• Record set:
==============================

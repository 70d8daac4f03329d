//! Single-flight session slot.
//!
//! At most one build (or remote reset) is live at a time. Claiming is a
//! compare-and-swap on an `ArcSwapOption`, so readers (`status`, `cancel`) never
//! wait behind a lock held by the running build.

use std::sync::atomic::{AtomicU32, AtomicU64, AtomicU8, Ordering};
use std::sync::Arc;

use arc_swap::ArcSwapOption;
use chrono::{DateTime, Local};
use tokio_util::sync::CancellationToken;
use tracing::{debug, info};
use uuid::Uuid;
use zenith_core::{BuildError, SessionKind, SessionPhase, SessionStatus};

/// The in-flight session. Mutated only by the orchestrator that claimed it.
#[derive(Debug)]
pub struct ActiveSession {
    pub id: Uuid,
    pub kind: SessionKind,
    pub started_at: DateTime<Local>,
    phase: AtomicU8,
    lines: AtomicU64,
    progress_bits: AtomicU32,
    cancel: CancellationToken,
    torn_down: CancellationToken,
}

impl ActiveSession {
    fn new(kind: SessionKind) -> Self {
        Self {
            id: Uuid::new_v4(),
            kind,
            started_at: Local::now(),
            phase: AtomicU8::new(SessionPhase::Starting as u8),
            lines: AtomicU64::new(0),
            progress_bits: AtomicU32::new(0f32.to_bits()),
            cancel: CancellationToken::new(),
            torn_down: CancellationToken::new(),
        }
    }

    pub fn phase(&self) -> SessionPhase { SessionPhase::from_u8(self.phase.load(Ordering::Acquire)) }

    pub fn set_phase(&self, phase: SessionPhase) {
        debug!(session = %self.id, phase = ?phase, "ops: session phase");
        self.phase.store(phase as u8, Ordering::Release);
    }

    pub fn lines(&self) -> u64 { self.lines.load(Ordering::Relaxed) }

    pub(crate) fn bump_lines(&self) { self.lines.fetch_add(1, Ordering::Relaxed); }

    pub fn progress(&self) -> f32 { f32::from_bits(self.progress_bits.load(Ordering::Relaxed)) }

    /// Publish the caller-side running estimate. Lower values are ignored.
    pub fn publish_progress(&self, pct: f32) {
        let mut cur = self.progress_bits.load(Ordering::Relaxed);
        while pct > f32::from_bits(cur) {
            match self.progress_bits.compare_exchange_weak(cur, pct.to_bits(), Ordering::Relaxed, Ordering::Relaxed) {
                Ok(_) => break,
                Err(actual) => cur = actual,
            }
        }
    }

    /// Fires when the session is asked to stop.
    pub fn cancel_token(&self) -> CancellationToken { self.cancel.clone() }

    pub fn is_cancelled(&self) -> bool { self.cancel.is_cancelled() }

    pub fn status(&self) -> SessionStatus {
        SessionStatus {
            id: self.id,
            kind: self.kind,
            phase: self.phase(),
            started_at: self.started_at,
            lines: self.lines(),
            progress: self.progress(),
        }
    }
}

/// Holder of the (at most one) active session.
#[derive(Debug, Default)]
pub struct SessionSlot {
    inner: ArcSwapOption<ActiveSession>,
}

impl SessionSlot {
    pub fn new() -> Arc<Self> { Arc::new(Self::default()) }

    /// Claim the slot for a new session or fail with `AlreadyRunning`.
    pub fn claim(self: &Arc<Self>, kind: SessionKind) -> Result<SessionGuard, BuildError> {
        let session = Arc::new(ActiveSession::new(kind));
        let prev = self.inner.compare_and_swap(&None::<Arc<ActiveSession>>, Some(Arc::clone(&session)));
        if let Some(active) = &*prev {
            debug!(active = %active.id, "ops: claim rejected");
            return Err(BuildError::AlreadyRunning(active.id.to_string()));
        }
        info!(session = %session.id, kind = ?kind, "ops: session claimed");
        Ok(SessionGuard { slot: Arc::clone(self), session, done: false })
    }

    pub fn current(&self) -> Option<Arc<ActiveSession>> { self.inner.load_full() }

    pub fn is_busy(&self) -> bool { self.inner.load().is_some() }

    pub fn status(&self) -> Option<SessionStatus> { self.inner.load().as_ref().map(|s| s.status()) }

    /// Ask the active session to stop and wait until its owner has torn it down.
    /// Returns false (and does nothing) when the slot is idle.
    pub async fn cancel(&self) -> bool {
        let Some(active) = self.inner.load_full() else { return false; };
        info!(session = %active.id, "ops: cancel requested");
        active.cancel.cancel();
        active.torn_down.cancelled().await;
        true
    }

    fn release(&self, id: Uuid) {
        let cur = self.inner.load();
        if cur.as_ref().map(|s| s.id) == Some(id) {
            self.inner.compare_and_swap(&*cur, None::<Arc<ActiveSession>>);
        }
    }
}

/// Ownership of a claimed slot. Dropping it (or calling `finish`) frees the slot,
/// so every exit path, including early errors, leaves no residual lock.
#[derive(Debug)]
pub struct SessionGuard {
    slot: Arc<SessionSlot>,
    session: Arc<ActiveSession>,
    done: bool,
}

impl SessionGuard {
    pub fn session(&self) -> &Arc<ActiveSession> { &self.session }

    pub fn finish(mut self) { self.teardown(); }

    fn teardown(&mut self) {
        if self.done {
            return;
        }
        self.done = true;
        self.slot.release(self.session.id);
        self.session.torn_down.cancel();
        debug!(session = %self.session.id, "ops: session released");
    }
}

impl Drop for SessionGuard {
    fn drop(&mut self) { self.teardown(); }
}

#[cfg(test)]
mod tests {
    use super::*;

    #[test]
    fn second_claim_is_rejected_until_release() {
        let slot = SessionSlot::new();
        let g = slot.claim(SessionKind::LocalBuild).expect("first claim");
        let err = slot.claim(SessionKind::RemoteBuild).unwrap_err();
        assert_eq!(err, BuildError::AlreadyRunning(g.session().id.to_string()));
        drop(g);
        assert!(!slot.is_busy());
        assert!(slot.claim(SessionKind::RemoteBuild).is_ok());
    }

    #[tokio::test]
    async fn cancel_idle_slot_is_noop() {
        let slot = SessionSlot::new();
        for _ in 0..3 {
            assert!(!slot.cancel().await);
        }
        assert!(slot.status().is_none());
    }

    #[tokio::test]
    async fn cancel_waits_for_teardown() {
        let slot = SessionSlot::new();
        let guard = slot.claim(SessionKind::LocalBuild).unwrap();
        let token = guard.session().cancel_token();
        let owner = tokio::spawn(async move {
            token.cancelled().await;
            tokio::time::sleep(std::time::Duration::from_millis(20)).await;
            guard.finish();
        });
        assert!(slot.cancel().await);
        assert!(!slot.is_busy(), "slot must be free once cancel returns");
        owner.await.unwrap();
        assert!(slot.claim(SessionKind::LocalBuild).is_ok());
    }

    #[test]
    fn published_progress_only_moves_up() {
        let slot = SessionSlot::new();
        let g = slot.claim(SessionKind::LocalBuild).unwrap();
        g.session().publish_progress(40.0);
        g.session().publish_progress(12.0);
        assert_eq!(g.session().progress(), 40.0);
        assert_eq!(slot.status().unwrap().progress, 40.0);
    }
}
//! Zenith hardware profiler: a point-in-time read of host cores and RAM,
//! turned into a worker/heap plan for the build toolchain.

#![forbid(unsafe_code)]

use tracing::{info, warn};
use zenith_core::{plan_heap, plan_workers, BuildError, HardwareProfile, FALLBACK_WORKERS, MIN_HEAP_BYTES};

/// Source of raw host counts. The live implementation reads the OS; tests inject values.
pub trait HostInfo: Send + Sync {
    fn cpu_cores(&self) -> Result<usize, BuildError>;
    fn total_ram_bytes(&self) -> Result<u64, BuildError>;
}

/// Reads the running host.
#[derive(Debug, Default, Clone, Copy)]
pub struct SystemHost;

impl HostInfo for SystemHost {
    fn cpu_cores(&self) -> Result<usize, BuildError> {
        std::thread::available_parallelism()
            .map(|n| n.get())
            .map_err(|e| BuildError::Profiling(format!("cpu count unavailable: {}", e)))
    }

    fn total_ram_bytes(&self) -> Result<u64, BuildError> {
        let mut sys = sysinfo::System::new();
        sys.refresh_memory();
        match sys.total_memory() {
            0 => Err(BuildError::Profiling("total memory reported as 0".into())),
            n => Ok(n),
        }
    }
}

/// Strict profile: fails if either count cannot be read.
pub fn try_profile_with(host: &dyn HostInfo) -> Result<HardwareProfile, BuildError> {
    let cores = host.cpu_cores()?;
    let ram = host.total_ram_bytes()?;
    Ok(HardwareProfile::derive(cores, ram))
}

/// Never fails: each unreadable count falls back to the conservative plan
/// (4 workers, 4 GiB heap) with a warning.
pub fn profile_with(host: &dyn HostInfo) -> HardwareProfile {
    let mut hw = HardwareProfile::conservative();
    match host.cpu_cores() {
        Ok(cores) => {
            hw.cpu_cores = cores;
            hw.max_workers = plan_workers(cores);
        }
        Err(e) => warn!(error = %e, fallback_workers = FALLBACK_WORKERS, "hardware: core count unavailable"),
    }
    match host.total_ram_bytes() {
        Ok(ram) => {
            hw.total_ram_bytes = ram;
            hw.heap_bytes = plan_heap(ram);
        }
        Err(e) => warn!(error = %e, fallback_heap_mib = MIN_HEAP_BYTES / zenith_core::MIB, "hardware: memory size unavailable"),
    }
    info!(
        cores = hw.cpu_cores,
        ram_mib = hw.total_ram_bytes / zenith_core::MIB,
        workers = hw.max_workers,
        heap_mib = hw.heap_mib(),
        "hardware: profile ready"
    );
    hw
}

pub fn try_profile() -> Result<HardwareProfile, BuildError> { try_profile_with(&SystemHost) }

pub fn profile() -> HardwareProfile { profile_with(&SystemHost) }
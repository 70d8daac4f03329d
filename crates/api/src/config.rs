//! Engine settings, read from `ZENITH_*` environment variables.

use std::str::FromStr;
use std::time::Duration;

use tracing::warn;
use zenith_archive::{DEFAULT_BUILDS_DIR, DEFAULT_LOGS_DIR};
use zenith_ops::{GradleToolchain, Launcher, DEFAULT_LINE_MAX, DEFAULT_QUEUE_CAP};
use zenith_satellite::Tools;

#[derive(Debug, Clone, PartialEq, Eq)]
pub struct EngineConfig {
    /// Capacity of the live output channel.
    pub queue_cap: usize,
    /// Display lines are cut to this many characters.
    pub line_max: usize,
    pub builds_dir: String,
    pub logs_dir: String,
    pub launcher: Launcher,
    pub android_sdk: Option<String>,
    pub tools: Tools,
}

impl Default for EngineConfig {
    fn default() -> Self {
        Self {
            queue_cap: DEFAULT_QUEUE_CAP,
            line_max: DEFAULT_LINE_MAX,
            builds_dir: DEFAULT_BUILDS_DIR.into(),
            logs_dir: DEFAULT_LOGS_DIR.into(),
            launcher: Launcher::default(),
            android_sdk: None,
            tools: Tools::default(),
        }
    }
}

fn var(key: &str) -> Option<String> { std::env::var(key).ok().filter(|v| !v.trim().is_empty()) }

fn parsed<T: FromStr>(key: &str) -> Option<T> {
    let raw = var(key)?;
    match raw.trim().parse() {
        Ok(v) => Some(v),
        Err(_) => {
            warn!(key, value = %raw, "config: ignoring unparsable value");
            None
        }
    }
}

impl EngineConfig {
    pub fn from_env() -> Self {
        let d = Self::default();
        let launcher = match var("ZENITH_LAUNCHER").map(|s| s.parse::<Launcher>()) {
            Some(Ok(l)) => l,
            Some(Err(e)) => {
                warn!(error = %e, "config: falling back to default launcher");
                d.launcher
            }
            None => d.launcher,
        };
        let tools = Tools {
            rsync: var("ZENITH_RSYNC").unwrap_or(d.tools.rsync),
            ssh: var("ZENITH_SSH").unwrap_or(d.tools.ssh),
            sshpass: var("ZENITH_SSHPASS").unwrap_or(d.tools.sshpass),
            connect_timeout: parsed("ZENITH_SSH_CONNECT_TIMEOUT_SECS").map(Duration::from_secs).unwrap_or(d.tools.connect_timeout),
            sync_timeout: parsed("ZENITH_SYNC_TIMEOUT_SECS").map(Duration::from_secs).unwrap_or(d.tools.sync_timeout),
            managed_dirs: d.tools.managed_dirs,
        };
        Self {
            queue_cap: parsed::<usize>("ZENITH_QUEUE_CAP").filter(|n| *n > 0).unwrap_or(d.queue_cap),
            line_max: parsed::<usize>("ZENITH_LINE_MAX").filter(|n| *n > 0).unwrap_or(d.line_max),
            builds_dir: var("ZENITH_BUILDS_DIR").unwrap_or(d.builds_dir),
            logs_dir: var("ZENITH_LOGS_DIR").unwrap_or(d.logs_dir),
            launcher,
            android_sdk: GradleToolchain::sdk_from_env(),
            tools,
        }
    }
}
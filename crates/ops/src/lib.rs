//! Zenith Ops: the single-flight session slot and local build supervision.
//!
//! A build is a child process whose stdout and stderr are pumped, line by line,
//! into one bounded channel. Slow consumers lose display lines (counted), never
//! the full capture that goes into a failure log. The `SessionSlot` is shared
//! with the remote orchestrator so local and remote sessions exclude each other.

#![forbid(unsafe_code)]

use std::sync::Arc;

use serde::Serialize;
use tokio::sync::{mpsc, oneshot};
use zenith_core::BuildOutcome;

pub mod pump;
pub mod session;
pub mod supervisor;
pub mod toolchain;

pub use pump::{truncate_line, LineFilter, LineSink, DEFAULT_LINE_MAX, DEFAULT_QUEUE_CAP};
pub use session::{ActiveSession, SessionGuard, SessionSlot};
pub use supervisor::{kill_tree, ProcessSupervisor, ANDROID_FAIL_PREFIX};
pub use toolchain::{sh_quote, CommandSpec, GradleInvocation, GradleToolchain, Launcher, Toolchain, TurboEffect, TURBO_FLAGS};

/// Result of starting a session: its live output and its single terminal value.
pub struct RunHandle<T> {
    pub session: Arc<ActiveSession>,
    pub rx: mpsc::Receiver<String>,
    pub done: oneshot::Receiver<T>,
}

/// Terminal value of a build session.
#[derive(Debug, Clone, PartialEq, Serialize)]
pub struct RunOutcome {
    pub outcome: BuildOutcome,
    /// Lines the live channel dropped because the consumer lagged.
    pub dropped: u64,
}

==============================

• Task goal:
Every line in the data above that includes the word "claimed" should be copied.

• Output for this task:
/// The in-flight session. Mutated only by the orchestrator that claimed it.
        info!(session = %session.id, kind = ?kind, "ops: session claimed");
/// Ownership of a claimed slot. Dropping it (or calling `finish`) frees the slot,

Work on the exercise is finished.